**Task description:**
Find the number of lines in these records where the word "text" appears. Reply with that number and nothing more.

*** Opening Available records ***

//! crates/summary_stream_core/src/ports.rs
//!
//! Defines the service contracts (traits) the core depends on.
//! These traits form the boundary of the hexagonal architecture, allowing the core
//! to be independent of the generative-text backend and of the storage engine.

use async_trait::async_trait;
use uuid::Uuid;

use crate::domain::{Document, Persona, Section, SectionResult};

//=========================================================================================
// Generic Port Error and Result Types
//=========================================================================================

/// A generic error type for all port operations.
/// This abstracts away the specific errors from external services (e.g., database, network).
#[derive(Debug, Clone, PartialEq, Eq, thiserror::Error)]
pub enum PortError {
    #[error("Item not found: {0}")]
    NotFound(String),
    /// Quota, timeout or malformed response from the summarization backend,
    /// reported after the backend's own retries are exhausted.
    #[error("Summarization backend failed: {reason}")]
    Backend { reason: String },
    #[error("An unexpected error occurred: {0}")]
    Unexpected(String),
}

/// A convenience type alias for `Result<T, PortError>`.
pub type PortResult<T> = Result<T, PortError>;

//=========================================================================================
// Service Ports (Traits)
//=========================================================================================

#[async_trait]
pub trait SummarizationService: Send + Sync {
    /// Summarizes one section of a document in the requested persona.
    /// Retry and backoff are the implementation's concern.
    async fn summarize_section(&self, text: &str, persona: Persona) -> PortResult<SectionResult>;
}

/// Durable storage for documents and their sections.
#[async_trait]
pub trait PersistenceService: Send + Sync {
    /// Inserts or replaces a document record.
    async fn save_document(&self, document: &Document) -> PortResult<()>;

    /// Inserts or replaces the section stored under `(document_id, section.index)`.
    async fn save_section(&self, document_id: Uuid, section: &Section) -> PortResult<()>;

    async fn load_document(&self, document_id: Uuid) -> PortResult<Document>;

    /// Returns the stored sections ordered by index.
    async fn load_sections(&self, document_id: Uuid) -> PortResult<Vec<Section>>;

    /// Deletes a document together with every section it owns.
    async fn delete_document(&self, document_id: Uuid) -> PortResult<()>;

    /// Ids of every stored document, used to resume work after a restart.
    async fn list_document_ids(&self) -> PortResult<Vec<Uuid>> {
        Ok(Vec::new())
    }
}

*** Closing Available records ***

**Solution below:**
2